Padding Oracle Attack


This kind of attack exists because of the cryptographic padding that takes place on the message length. Since, Plaintext can be of varying length, however block ciphers require that all messages need to be exact number of blocks. To satisfy this requirement we use padding, to get the exact number of blocks.

Detecting POA Vulnerability:


  1. The application needs to use CBC mode of operation while encrypting.

  2. The application uses only encryption, but no authentication. i.e, application should not generate MAC for the ciphertext.


Applications in order to maintain the state of the user use cookies or sessions, usually they are encrypted, so that no other party can view the parameters and impersonate legitimate users. When an application is passed an encrypted value, it responds in one of the following cases:

  1. The encrypted value is valid with correct padding, the applications sends 200 OK response.

  2. The encrypted value is invalid with incorrect padding, the application sends 500 Internal Server Error.

  3. The encrypted value is invalid with correct padding, the application sends custom error message (200 OK).

In Practice

Look for long and random looking strings, probably in the form of base64- or URL-encoded.

For eg., 7B216A634951170FF851D6CC68FC9537858795A28ED4AAC6

Using some Proxy, like Burp try to change the values of last byte or last couple of bytes, duplicating last couple of blocks and see how the application responds, usually in one of the above cases.

Request : http://sampleapp/home.jsp?UID=0000000000000000F851D6CC68FC9537
Response: 500 - Internal Server Error

Things to look out for

  1. Timing: processing encrypted data takes usually longer.

  2. New cookie might be created on invalid data, but usually you get an error when padding is bad.

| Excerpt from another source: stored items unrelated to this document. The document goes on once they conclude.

//! # coursetime-probe
//!
//! Video duration probing for course folders.
//!
//! This crate reads the playback duration of a video file without decoding
//! it, by parsing only the container headers:
//!
//! - MP4/MOV (via `mp4parse`)
//! - MKV/WebM (via `matroska`)
//! - AVI (`avih` main header, OpenDML extended header)
//! - WMV/ASF (File Properties object)
//!
//! Files the pure Rust parsers cannot read fall back to the `ffprobe` CLI
//! when [`ProbeBackend::Auto`] is used.
//!
//! ## Example
//!
//! ```no_run
//! let info = coursetime_probe::probe_file("01 - Intro/lecture.mp4").unwrap();
//! println!("{}: {:.1}s ({})", info.container, info.as_secs_f64(), info.backend);
//! ```

pub mod container;
pub mod error;
pub mod ffprobe;
pub mod types;

pub use error::ProbeError;
pub use ffprobe::{ffprobe_available, probe_with_ffprobe};
pub use types::*;

use std::path::Path;
use std::time::Duration;

use container::Container;
use tracing::debug;

/// Probe a media file's duration with the default backend chain
///
/// Every file handle opened here is scoped to the call and closed before it
/// returns, on success and on failure.
pub fn probe_file<P: AsRef<Path>>(path: P) -> Result<MediaDuration, ProbeError> {
    probe_file_with(path, ProbeBackend::Auto)
}

/// Probe a media file's duration with a specific backend
pub fn probe_file_with<P: AsRef<Path>>(
    path: P,
    backend: ProbeBackend,
) -> Result<MediaDuration, ProbeError> {
    let path = path.as_ref();

    match backend {
        ProbeBackend::PureRust => probe_pure_rust(path),
        ProbeBackend::Ffprobe => probe_ffprobe(path),
        ProbeBackend::Auto => match probe_pure_rust(path) {
            Ok(info) => Ok(info),
            // Nothing to fall back to for a missing file
            Err(e @ ProbeError::FileNotFound(_)) => Err(e),
            Err(e) => {
                debug!(
                    "Pure Rust probe failed for {}: {}; trying ffprobe",
                    path.display(),
                    e
                );
                probe_ffprobe(path).map_err(|ff_err| match ff_err {
                    // Without ffprobe the parser error is the informative one
                    ProbeError::ToolNotFound(_) => e,
                    other => other,
                })
            }
        },
    }
}

/// Probe just the duration
pub fn probe_duration<P: AsRef<Path>>(path: P) -> Result<Duration, ProbeError> {
    probe_file(path).map(|info| info.duration)
}

fn probe_pure_rust(path: &Path) -> Result<MediaDuration, ProbeError> {
    if !path.exists() {
        return Err(ProbeError::FileNotFound(path.to_path_buf()));
    }

    // Detect container format
    let container_type = container::detect_container(path).or_else(|_| {
        // Fall back to extension-based detection
        container::container_from_extension(path)
            .ok_or_else(|| ProbeError::UnsupportedContainer("Unknown".to_string()))
    })?;

    let duration = match container_type {
        Container::Matroska => container::mkv::probe(path),
        Container::Mp4 => container::mp4::probe(path),
        Container::Avi => container::avi::probe(path),
        Container::Asf => container::asf::probe(path),
    }?;

    Ok(MediaDuration {
        file_path: path.to_path_buf(),
        container: container_type.to_string(),
        duration,
        backend: ProbeBackend::PureRust,
    })
}

fn probe_ffprobe(path: &Path) -> Result<MediaDuration, ProbeError> {
    let (container, duration) = probe_with_ffprobe(path)?;
    Ok(MediaDuration {
        file_path: path.to_path_buf(),
        container,
        duration,
        backend: ProbeBackend::Ffprobe,
    })
}

/// Get the detected container format for a file
pub fn detect_container<P: AsRef<Path>>(path: P) -> Result<Container, ProbeError> {
    container::detect_container(path.as_ref())
}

  3. Look out for any Exceptions generated during 500 error

Stacktrace with padding-exception (Java, Ruby).
         Given final block not properly padded
         OpenSSL::Cipher::CipherError in ApplicationController:bad decrypt

Exploit Tool:

PadBuster is an excellent automation tool released by GDS which does the dirty work, once you figured out that application is vulnerable to Padding. _Note: The tool requires Perl to be installed in order to run. _The tool takes 3 mandatory arguments :

  1. URL : the url of the server you want to exploit, in cryptography terms server is called as Oracle, including Query string if needed. You can also supply, Post data using (-post) switch or cookie using (-cookie) switch.

  2. Encrypted Sample : This is the encrypted sample that will be tested, it should also be present in any one of them URL query string, post or cookie.

  3. Block Size : The block size should be mentioned in either 8 or 16.

  4. Encoding : (optional) It is used to specify how the encrypted text is encoded, by default it takes base64. Using the switch (-encoding) you specify the type :

* 0: base64 encoding

* 1: Lowercase HEX ASCII

* 2: Uppercase HEX ASCII http://sampleapp/home.jsp?UID=7B216A634951170FF851D6CC68FC9537858795A28ED4AAC6 7B216A634951170FF851D6CC68FC9537858795A28ED4AAC6
8 -encoding 2

In the next step,i.e. when the tool starts processing the first block, it asks the User to which response code it should test (200 or 500), the padbuster is intelligent enough to suggest the user on which response it should continue testing, it highlights by presenting (**) by the side of options it provides us.

ID#    Freq    Status    Length    Location 
1       1       200        89         N/A
2**     255     500       3643        N/A

Once we select this, the rest of the blocks are decrypted, and the plaintext is shown.

What else can we do – Encryption?

One important thing, that we get from the above process besides Plaintext is the Intermediate value for each block, which is vital in CBC operation. Since, we can deduce the intermediate values, we can use this information to encrypt new arbitrary values. One mandatory switch that needs to be passed with the above arguments is:

  1. -plaintext [string] : The plaintext that you want to encrypt. http://sampleapp/home.jsp?UID=7B216A634951170FF851D6CC68FC9537858795A28ED4AAC6 7B216A634951170FF851D6CC68FC9537858795A28ED4AAC6
8 -encoding 2 -plaintext "ENCRYPT TEST"

There are two optional switches that you can provide to speed up the process, they are -ciphertext [Bytes], -intermediary [Bytes]. If you know them, you can send these values to speed up the brute-force, but anyhow since we are lazy we can neglect these switches, as the Padbuster itself gets them, from the encrypted sample you have provided.


The only solution for this is to append a MAC to the encrypted text, so that data cannot be tampered, and be used for repeated querying.